Lessons from Shaik Trial : a Secretary's Silence is Worth More than R40 000 |
Publication | Business Day |
Date | 2004-10-20 |
Reporter |
Tim Cohen |
Web Link |
Parallels between damning testimony from former PAs Singh and Delique
Some of the most noteworthy slices of evidence in the trial of Durban businessman Schabir Shaik so far have been lurid: political sleaze mixed with sexual innuendo, secretaries and their similarities.
From early on, the trial was billed as the "revenge of the secretaries". And so it has turned out.
But a remarkable aspect of the case so far is the truly amazing similarities of the testimony of the second and third witnesses, secretaries to different people.
Both had tantalisingly unexplained, but clearly unpleasant, interactions with their bosses. Both found crucial new evidence just before the trial. Both received lumps of cash after they left the employ of their bosses. And in both cases, it was R40 000.
Apparently there is a going rate for keeping secretaries from revealing business secrets , and clearly it is not enough.
The first secretary to give evidence, Bianca Singh, was Shaik's personal assistant.
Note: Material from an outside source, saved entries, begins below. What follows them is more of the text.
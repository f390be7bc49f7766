//! VALUES rewriting, BIND count preservation, OPTIONAL and MINUS
//! semantics.

use rivulet_core::{
    Dataset, Expression, Pattern, Projection, Query, Term, Triple, TriplePattern, ValuesRow,
};
use rivulet_memory::MemoryGraph;
use rivulet_query::PlanBuilder;
use std::sync::Arc;

fn builder_over(triples: Vec<Triple>) -> PlanBuilder {
    let graph = MemoryGraph::new("urn:x-default").with_triples(triples);
    PlanBuilder::new(Arc::new(Dataset::new(Arc::new(graph))))
}

fn values_row(var: &str, term: Term) -> ValuesRow {
    let mut row = ValuesRow::default();
    row.insert(Arc::from(var), term);
    row
}

/// VALUES rewriting yields the union of the substituted bodies, with
/// the VALUES variable bound per row.
#[tokio::test]
async fn test_values_rewriting_substitutes_rows() {
    let builder = builder_over(vec![
        Triple::new(Term::iri("urn:1"), Term::iri("urn:p"), Term::integer(10)),
        Triple::new(Term::iri("urn:2"), Term::iri("urn:p"), Term::integer(20)),
        Triple::new(Term::iri("urn:3"), Term::iri("urn:p"), Term::integer(30)),
    ]);
    let query = Query::select(
        [Projection::Wildcard],
        vec![
            Pattern::Bgp {
                triples: vec![TriplePattern::new(
                    Term::var("s"),
                    Term::var("p"),
                    Term::var("o"),
                )],
            },
            Pattern::Values {
                rows: vec![
                    values_row("s", Term::iri("urn:1")),
                    values_row("s", Term::iri("urn:2")),
                ],
            },
        ],
    );
    let mut rows = builder.build(&query).unwrap().all_bindings().await.unwrap();
    rows.sort_by_key(|r| r.canonical());
    assert_eq!(rows.len(), 2);
    assert_eq!(rows[0].get("s"), Some(&Term::iri("urn:1")));
    assert_eq!(rows[0].get("o"), Some(&Term::integer(10)));
    assert_eq!(rows[1].get("s"), Some(&Term::iri("urn:2")));
}

/// An UNDEF row leaves the variable free: every subject matches.
#[tokio::test]
async fn test_values_undef_row_matches_everything() {
    let builder = builder_over(vec![
        Triple::new(Term::iri("urn:1"), Term::iri("urn:p"), Term::integer(10)),
        Triple::new(Term::iri("urn:2"), Term::iri("urn:p"), Term::integer(20)),
    ]);
    let query = Query::select(
        [Projection::Wildcard],
        vec![
            Pattern::Bgp {
                triples: vec![TriplePattern::new(
                    Term::var("s"),
                    Term::iri("urn:p"),
                    Term::var("o"),
                )],
            },
            Pattern::Values {
                rows: vec![values_row("s", Term::iri("urn:1")), ValuesRow::default()],
            },
        ],
    );
    let rows = builder.build(&query).unwrap().all_bindings().await.unwrap();
    // Row 1 matches urn:1 only; the UNDEF row matches both subjects.
    assert_eq!(rows.len(), 3);
}

/// BIND emits exactly one mapping per input; the target is bound to
/// the term or the Unbound sentinel, never dropped.
#[tokio::test]
async fn test_bind_preserves_count() {
    let builder = builder_over(vec![
        Triple::new(Term::iri("urn:a"), Term::iri("urn:p"), Term::integer(1)),
        Triple::new(Term::iri("urn:b"), Term::iri("urn:p"), Term::literal("nan")),
        Triple::new(Term::iri("urn:c"), Term::iri("urn:p"), Term::integer(3)),
    ]);
    let query = Query::select(
        [Projection::Wildcard],
        vec![
            Pattern::Bgp {
                triples: vec![TriplePattern::new(
                    Term::var("s"),
                    Term::iri("urn:p"),
                    Term::var("o"),
                )],
            },
            Pattern::Bind {
                expression: Expression::operation(
                    "+",
                    vec![
                        Expression::variable("o"),
                        Expression::Term(Term::integer(1)),
                    ],
                ),
                variable: Arc::from("next"),
            },
        ],
    );
    let rows = builder.build(&query).unwrap().all_bindings().await.unwrap();
    assert_eq!(rows.len(), 3);
    let unbound = rows
        .iter()
        .filter(|r| r.get("next") == Some(&Term::Unbound))
        .count();
    // "nan" is not numeric: that one row carries the sentinel.
    assert_eq!(unbound, 1);
}

/// OPTIONAL extends when the body matches and passes the input
/// through unextended when it does not.
#[tokio::test]
async fn test_optional_leftover_rows() {
    let builder = builder_over(vec![
        Triple::new(Term::iri("urn:a"), Term::iri("urn:p"), Term::integer(1)),
        Triple::new(Term::iri("urn:b"), Term::iri("urn:p"), Term::integer(2)),
        Triple::new(Term::iri("urn:a"), Term::iri("urn:mail"), Term::literal("a@x")),
    ]);
    let query = Query::select(
        [Projection::Wildcard],
        vec![
            Pattern::Bgp {
                triples: vec![TriplePattern::new(
                    Term::var("s"),
                    Term::iri("urn:p"),
                    Term::var("o"),
                )],
            },
            Pattern::Optional {
                patterns: vec![Pattern::Bgp {
                    triples: vec![TriplePattern::new(
                        Term::var("s"),
                        Term::iri("urn:mail"),
                        Term::var("mail"),
                    )],
                }],
            },
        ],
    );
    let rows = builder.build(&query).unwrap().all_bindings().await.unwrap();
    assert_eq!(rows.len(), 2);
    let with_mail = rows.iter().find(|r| r.contains("mail")).unwrap();
    assert_eq!(with_mail.get("s"), Some(&Term::iri("urn:a")));
    let without_mail = rows.iter().find(|r| !r.contains("mail")).unwrap();
    assert_eq!(without_mail.get("s"), Some(&Term::iri("urn:b")));
}

/// MINUS removes compatible solutions sharing a variable and keeps
/// everything else.
#[tokio::test]
async fn test_minus_excludes_compatible_rows() {
    let builder = builder_over(vec![
        Triple::new(Term::iri("urn:a"), Term::iri("urn:p"), Term::integer(1)),
        Triple::new(Term::iri("urn:b"), Term::iri("urn:p"), Term::integer(2)),
        Triple::new(Term::iri("urn:a"), Term::iri("urn:banned"), Term::boolean(true)),
    ]);
    let query = Query::select(
        [Projection::Wildcard],
        vec![
            Pattern::Bgp {
                triples: vec![TriplePattern::new(
                    Term::var("s"),
                    Term::iri("urn:p"),
                    Term::var("o"),
                )],
            },
            Pattern::Minus {
                patterns: vec![Pattern::Bgp {
                    triples: vec![TriplePattern::new(
                        Term::var("s"),
                        Term::iri("urn:banned"),
                        Term::var("flag"),
                    )],
                }],
            },
        ],
    );
    let rows = builder.build(&query).unwrap().all_bindings().await.unwrap();
    assert_eq!(rows.len(), 1);
    assert_eq!(rows[0].get("s"), Some(&Term::iri("urn:b")));
}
She testified that just a week before the trial she found among her possessions her former boss's diary.
This provided the state with an opportunity to fix dates with more certainty than it otherwise might have been able, and to do so against a written record.
The second secretary to give evidence, Susan Delique, worked for a very short time for Alain Thetard, the head of operations for a time of the local subsidiary of French arms company Thomson-CSF, now called Thales.
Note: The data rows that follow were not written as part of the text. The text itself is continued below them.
//! Grouping, HAVING, and aggregate projection.
//!
//! Grouping is a full-buffer point: the source is drained, rows are
//! partitioned by the evaluated group keys, and each group becomes one
//! mapping carrying its key bindings plus a [`GroupSlice`] of the
//! member rows. Aggregate expressions downstream (SELECT aliases,
//! HAVING) read the slice.
//!
//! With no GROUP BY conditions the whole input forms one implicit
//! group, even when empty, so `SELECT (COUNT(*) AS ?n)` over nothing
//! still yields one row.

use crate::eval::{compare, CompiledExpression};
use crate::pipeline::{self, SolutionStream};
use rivulet_core::{Bindings, GroupSlice, Term};
use std::sync::Arc;

/// One compiled GROUP BY condition.
pub struct GroupKey {
    pub compiled: CompiledExpression,
    /// Variable the key value binds to on the group's output mapping
    /// (the plain grouped variable, or the AS alias).
    pub bind_as: Option<Arc<str>>,
}

/// Group the source and filter the groups through HAVING.
pub fn group_by(
    source: SolutionStream,
    keys: Vec<GroupKey>,
    having: Vec<CompiledExpression>,
) -> SolutionStream {
    pipeline::from_async(async move {
        let rows = pipeline::collect(source).await?;

        // (key terms, member rows), in first-appearance order.
        let mut groups: Vec<(Vec<Option<Term>>, Vec<Bindings>)> = Vec::new();
        if keys.is_empty() {
            groups.push((Vec::new(), rows));
        } else {
            let mut index: Vec<String> = Vec::new();
            for row in rows {
                let key_terms: Vec<Option<Term>> = keys
                    .iter()
                    .map(|key| match (key.compiled)(&row) {
                        Ok(Some(term)) if !term.is_unbound() => Some(term),
                        _ => None,
                    })
                    .collect();
                let canonical = key_terms
                    .iter()
                    .map(|t| t.as_ref().map(|t| t.to_string()).unwrap_or_default())
                    .collect::<Vec<_>>()
                    .join("\u{1f}");
                match index.iter().position(|existing| *existing == canonical) {
                    Some(position) => groups[position].1.push(row),
                    None => {
                        index.push(canonical);
                        groups.push((key_terms, vec![row]));
                    }
                }
            }
        }

        let mut output = Vec::with_capacity(groups.len());
        'groups: for (key_terms, members) in groups {
            let mut mu = Bindings::new();
            for (key, term) in keys.iter().zip(key_terms) {
                if let (Some(variable), Some(term)) = (&key.bind_as, term) {
                    mu.insert(variable.clone(), term);
                }
            }
            mu.set_group(Arc::new(GroupSlice::from_rows(&members)));
            for condition in &having {
                match condition(&mu).and_then(|value| compare::ebv_opt(value.as_ref())) {
                    Ok(true) => {}
                    Ok(false) => continue 'groups,
                    Err(e) if e.is_recoverable() => continue 'groups,
                    Err(e) => return Err(e),
                }
            }
            output.push(mu);
        }
        Ok(pipeline::from_iter(output))
    })
}

#[cfg(test)]
mod tests {
    use super::*;
    use crate::eval::{self, FunctionRegistry};
    use rivulet_core::Expression;

    fn row(g: i64, x: i64) -> Bindings {
        let mut b = Bindings::new();
        b.insert("g", Term::integer(g));
        b.insert("x", Term::integer(x));
        b
    }

    fn compiled(expr: &Expression) -> CompiledExpression {
        eval::compile(expr, &FunctionRegistry::default()).unwrap()
    }

    #[tokio::test]
    async fn test_groups_preserve_first_appearance_order() {
        let source = pipeline::from_iter(vec![row(2, 1), row(1, 2), row(2, 3)]);
        let keys = vec![GroupKey {
            compiled: compiled(&Expression::variable("g")),
            bind_as: Some(Arc::from("g")),
        }];
        let groups = pipeline::collect(group_by(source, keys, Vec::new()))
            .await
            .unwrap();
        assert_eq!(groups.len(), 2);
        assert_eq!(groups[0].get("g"), Some(&Term::integer(2)));
        assert_eq!(groups[0].group().unwrap().len(), 2);
        assert_eq!(groups[1].get("g"), Some(&Term::integer(1)));
    }

    #[tokio::test]
    async fn test_implicit_group_over_empty_input() {
        let groups = pipeline::collect(group_by(pipeline::empty(), Vec::new(), Vec::new()))
            .await
            .unwrap();
        assert_eq!(groups.len(), 1);
        assert!(groups[0].group().unwrap().is_empty());
    }

    #[tokio::test]
    async fn test_having_drops_groups() {
        let source = pipeline::from_iter(vec![row(1, 1), row(2, 10)]);
        let keys = vec![GroupKey {
            compiled: compiled(&Expression::variable("g")),
            bind_as: Some(Arc::from("g")),
        }];
        // HAVING SUM(?x) > 5
        let having = Expression::operation(
            ">",
            vec![
                Expression::Aggregate {
                    aggregation: Arc::from("sum"),
                    expression: Some(Box::new(Expression::variable("x"))),
                    distinct: false,
                    separator: None,
                },
                Expression::Term(Term::integer(5)),
            ],
        );
        let groups = pipeline::collect(group_by(source, keys, vec![compiled(&having)]))
            .await
            .unwrap();
        assert_eq!(groups.len(), 1);
        assert_eq!(groups[0].get("g"), Some(&Term::integer(2)));
    }
}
She discovered just last month a written copy of the now notorious encrypted fax on a computer disk at her home. The fax is one of the important links the state wants to make between Thetard, Shaik and Deputy President Jacob Zuma.
How important this turns out to be remains to be seen, since Delique also had in her possession, and had given to the Scorpions early on in the investigation, a handwritten copy of the contents of the fax, which she said was written by Thetard.
The defence team has objected to this evidence being placed before court in terms of hearsay rules, and it has been agreed that this will be argued at the conclusion of the state's case.
But the appearance of the typed version of the fax on a computer disk must tend to collaborate Delique's evidence.
What exactly went wrong in Delique's relationship with Thetard was not revealed in court, and neither was it clear whether the issue was of a personal or professional nature.
Delique complained about several professional issues, including her salary, the extent of her duties and the amount of overtime she worked. But she also testified to an "unpleasant experience" involving Thetard.
Singh was not much more explicit, but it was agreed between the state and the defence that "an incident of a personal nature" took place with Shaik.
Just how personal it was became implicit in her testimony that she suddenly left the La Pirogue Hotel in Mauritius, where she was attending meetings with Shaik and Thomson's personnel, and never went back. She was later contacted by Shaik's lawyers and asked to sign a confidentiality agreement, which she did. She was then paid R40 000.
Singh testified, in evidence challenged by the defence, that she was told by one of the lawyers that the agreement was necessary since she knew too much about Shaik's relationship with Zuma.
The R40 000 paid to Delique appears to be more conventional, being a sum paid for overtime. But it was paid after she had left the employ of Thomson-CSF.
The pair differed in one crucial respect: Singh was apparently a willing witness. Delique made it very clear she did not want to get involved in the case.
It is not clear whether any more secretaries are due to give evidence at the trial, since an undisclosed number of witnesses do not appear on the witness list.
But given what the two have testified to so far, Shaik must be hoping this is the end of evidence provided by that profession.
With acknowledgements to Tim Cohen and the Business Day.